Elle mit un moment avant de sortir de sa torpeur.

— Bien sûr... bredouilla-t-elle en secouant la tête. Un aller-retour ?

— Deux allers simples.

Elle hocha la tête en cliquant frénétiquement sur la souris de l'ordinateur. Derrière les verres de ses lunettes, elle affichait de gros yeux concentrés sur l'écran.

— Je n'ai qu'un TER, à huit heures et demie... Les billets sont à dix-neuf euros quatre-vingt-quinze. Vous pouvez le prendre, mais vous mettrez cinq heures pour arriver à destina...

— C'est très bien, la coupa Austin en lui tendant deux billets de vingt euros.

La jeune femme replaça correctement ses lunettes et accepta l'argent en haussant les épaules. Puis, en deux petits clics, l'imprimante derrière elle cracha deux feuilles cartonnées. Elle fit glisser son siège et les attrapa du bout des doigts, avant de les remettre au garçon.

— Et voilà !

— J'aurais autre chose à vous demander...

— Dites-moi.

— On a emmené quelqu'un à l'infirmerie, ce matin. Assane. Est-ce que je pourrai le voir ?

Elle pointa la porte en bois derrière elle.

— C'est au fond du couloir, je vous en prie. Demandez un peu de pommade, pour vous aussi.
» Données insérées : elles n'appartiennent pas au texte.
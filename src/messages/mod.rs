//! Group chat messages. Every route requires group membership.

use axum::{
    debug_handler,
    extract::State,
    http::StatusCode,
    routing::{get, post},
    Json, Router,
};
use serde::{Deserialize, Serialize};
use sqlx::{types::Json as SqlJson, FromRow, SqlitePool};

use crate::{
    auth::AuthUser,
    db,
    extract::{ApiJson, ApiPath, ApiQuery},
    groups,
    pagination::{self, Filters, Listable, Page, PageParams},
    realtime::{EventKind, Realtime, Topic},
    AppError, AppResult, AppState, Timestamp,
};

const MAX_CONTENT: usize = 2000;

#[derive(Debug, Clone, Copy, Default, PartialEq, Eq, Serialize, Deserialize, sqlx::Type)]
#[serde(rename_all = "lowercase")]
#[sqlx(rename_all = "lowercase")]
pub enum MessageType {
    #[default]
    Text,
    Image,
    Link,
}

#[derive(Debug, Clone, PartialEq, Serialize, FromRow)]
pub struct Message {
    pub id: String,
    pub group_id: String,
    pub sender_id: String,
    pub content: String,
    pub message_type: MessageType,
    pub reply_to_id: Option<String>,
    pub read_by: SqlJson<Vec<String>>,
    pub created_at: Timestamp,
    pub edited_at: Option<Timestamp>,
}

impl Listable for Message {
    const TABLE: &'static str = "messages";
    const SORT_KEY: &'static str = "created_at";

    fn sort_key(&self) -> Timestamp {
        self.created_at
    }
}

pub fn router() -> Router<AppState> {
    Router::new()
        .route("/", post(send_message))
        .route("/group/{group_id}", get(list_messages))
        .route(
            "/{id}",
            get(message_details).patch(edit_message).delete(delete_message),
        )
        .route("/{id}/read", post(mark_read))
}

fn check_content(content: &str) -> AppResult<String> {
    let content = content.trim();
    if content.is_empty() || content.chars().count() > MAX_CONTENT {
        return Err(AppError::validation(
            "invalid_content",
            format!("Content must be 1 to {MAX_CONTENT} characters"),
        ));
    }
    Ok(content.to_owned())
}

async fn find(db_pool: &SqlitePool, id: &str) -> AppResult<Message> {
    sqlx::query_as("SELECT * FROM messages WHERE id=?")
        .bind(id)
        .fetch_optional(db_pool)
        .await?
        .ok_or_else(|| AppError::not_found("message_not_found", "Message not found"))
}

/// Loads a message the caller may see.
async fn find_visible(db_pool: &SqlitePool, id: &str, user_id: &str) -> AppResult<Message> {
    let message = find(db_pool, id).await?;
    groups::require_member(db_pool, &message.group_id, user_id).await?;
    Ok(message)
}

/// Loads a message the caller sent.
async fn find_own(db_pool: &SqlitePool, id: &str, user_id: &str) -> AppResult<Message> {
    let message = find_visible(db_pool, id, user_id).await?;
    if message.sender_id != user_id {
        return Err(AppError::forbidden(
            "not_the_sender",
            "Only the sender can change this message",
        ));
    }
    Ok(message)
}

#[derive(Debug, Deserialize)]
struct NewMessage {
    #[serde(alias = "groupId")]
    group_id: String,
    content: String,
    #[serde(default, alias = "messageType")]
    message_type: MessageType,
    #[serde(alias = "replyToId")]
    reply_to_id: Option<String>,
}

#[debug_handler(state = AppState)]
async fn send_message(
    State(db_pool): State<SqlitePool>,
    State(realtime): State<Realtime>,
    AuthUser(user): AuthUser,
    ApiJson(new_message): ApiJson<NewMessage>,
) -> AppResult<(StatusCode, Json<Message>)> {
    let content = check_content(&new_message.content)?;
    groups::require_member(&db_pool, &new_message.group_id, &user.id).await?;

    if let Some(reply_to_id) = &new_message.reply_to_id {
        let same_group: Option<String> =
            sqlx::query_scalar("SELECT id FROM messages WHERE id=? AND group_id=?")
                .bind(reply_to_id)
                .bind(&new_message.group_id)
                .fetch_optional(&db_pool)
                .await?;
        if same_group.is_none() {
            return Err(AppError::validation(
                "invalid_reply_to",
                "reply_to_id must reference a message in the same group",
            ));
        }
    }

    let message: Message = sqlx::query_as(
        "INSERT INTO messages (id,group_id,sender_id,content,message_type,reply_to_id,created_at) \
         VALUES (?,?,?,?,?,?,?) RETURNING *",
    )
    .bind(db::new_id())
    .bind(&new_message.group_id)
    .bind(&user.id)
    .bind(&content)
    .bind(new_message.message_type)
    .bind(&new_message.reply_to_id)
    .bind(Timestamp::now())
    .fetch_one(&db_pool)
    .await?;

    realtime.publish(Topic::messages(&message.group_id), EventKind::Insert, &message);
    Ok((StatusCode::CREATED, Json(message)))
}

#[debug_handler(state = AppState)]
async fn message_details(
    State(db_pool): State<SqlitePool>,
    AuthUser(user): AuthUser,
    ApiPath(id): ApiPath<String>,
) -> AppResult<Json<Message>> {
    Ok(Json(find_visible(&db_pool, &id, &user.id).await?))
}

#[derive(Debug, Deserialize)]
struct MessageEdit {
    content: String,
}

#[debug_handler(state = AppState)]
async fn edit_message(
    State(db_pool): State<SqlitePool>,
    State(realtime): State<Realtime>,
    AuthUser(user): AuthUser,
    ApiPath(id): ApiPath<String>,
    ApiJson(MessageEdit { content }): ApiJson<MessageEdit>,
) -> AppResult<Json<Message>> {
    let content = check_content(&content)?;
    find_own(&db_pool, &id, &user.id).await?;

    let message: Message =
        sqlx::query_as("UPDATE messages SET content=?,edited_at=? WHERE id=? RETURNING *")
            .bind(&content)
            .bind(Timestamp::now())
            .bind(&id)
            .fetch_optional(&db_pool)
            .await?
            .ok_or_else(|| AppError::not_found("message_not_found", "Message not found"))?;

    realtime.publish(Topic::messages(&message.group_id), EventKind::Update, &message);
    Ok(Json(message))
}

#[derive(Debug, Serialize)]
struct Deleted {
    id: String,
}

#[debug_handler(state = AppState)]
async fn delete_message(
    State(db_pool): State<SqlitePool>,
    State(realtime): State<Realtime>,
    AuthUser(user): AuthUser,
    ApiPath(id): ApiPath<String>,
) -> AppResult<Json<Deleted>> {
    let message = find_own(&db_pool, &id, &user.id).await?;

    sqlx::query("DELETE FROM messages WHERE id=?")
        .bind(&id)
        .execute(&db_pool)
        .await?;

    let deleted = Deleted { id };
    realtime.publish(Topic::messages(&message.group_id), EventKind::Delete, &deleted);
    Ok(Json(deleted))
}

#[derive(Debug, Default, Deserialize)]
struct MessageFilters {
    #[serde(alias = "replyToId")]
    reply_to_id: Option<String>,
}

#[debug_handler(state = AppState)]
async fn list_messages(
    State(db_pool): State<SqlitePool>,
    AuthUser(user): AuthUser,
    ApiPath(group_id): ApiPath<String>,
    ApiQuery(MessageFilters { reply_to_id }): ApiQuery<MessageFilters>,
    ApiQuery(params): ApiQuery<PageParams>,
) -> AppResult<Json<Page<Message>>> {
    let request = params.into_request()?;
    groups::require_member(&db_pool, &group_id, &user.id).await?;

    let filters = Filters::new().eq("group_id", group_id).eq_opt("reply_to_id", reply_to_id);
    Ok(Json(pagination::list(&db_pool, &filters, &request).await?))
}

/// Adds `user_id` to `read_by` unless it is already there, in one statement.
async fn add_reader(db_pool: &SqlitePool, id: &str, user_id: &str) -> AppResult<bool> {
    let result = sqlx::query(
        "UPDATE messages SET read_by=json_insert(read_by,'$[#]',?) \
         WHERE id=? AND NOT EXISTS \
         (SELECT 1 FROM json_each(messages.read_by) WHERE json_each.value=?)",
    )
    .bind(user_id)
    .bind(id)
    .bind(user_id)
    .execute(db_pool)
    .await?;
    Ok(result.rows_affected() > 0)
}

#[debug_handler(state = AppState)]
async fn mark_read(
    State(db_pool): State<SqlitePool>,
    State(realtime): State<Realtime>,
    AuthUser(user): AuthUser,
    ApiPath(id): ApiPath<String>,
) -> AppResult<Json<Message>> {
    find_visible(&db_pool, &id, &user.id).await?;

    let changed = add_reader(&db_pool, &id, &user.id).await?;
    let message = find(&db_pool, &id).await?;
    if changed {
        realtime.publish(Topic::messages(&message.group_id), EventKind::Update, &message);
    }
    Ok(Json(message))
}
Austin hocha la tête d'un air reconnaissant, et disparut dans l'allée. A sa grande stupeur, l'infirmerie était presque aussi petite que celle de son lycée. Elle ne contenait que deux lits. L'infirmier était occupé au téléphone. Le garçon passa sa tête dans l'encadrement de la porte. L'un des couchoirs était vide. Assane était affalé sur l'autre, les yeux entrouverts. Il sourit :

— Salut, mec.

— Où sont tes amis ?

— Ils témoignent. Auprès des bons flics.

Austin hocha la tête et plongea les mains dans ses poches, avançant d'un pas hésitant.

— Comment tu te sens ?

L'intéressé tapa de la main sur le matelas.

— C'est mieux que dormir par terre.

— Sans rire...

Assane se redressa pour le laisser s'asseoir et reprit :

— Je me remets facilement. J'en ai vu d'autres.

Il se tut. Le cadran accroché au mur blanc de la pièce brisait le silence. Le garçon observa l'aiguille des secondes défiler, tourna sa langue dans sa bouche et soupira.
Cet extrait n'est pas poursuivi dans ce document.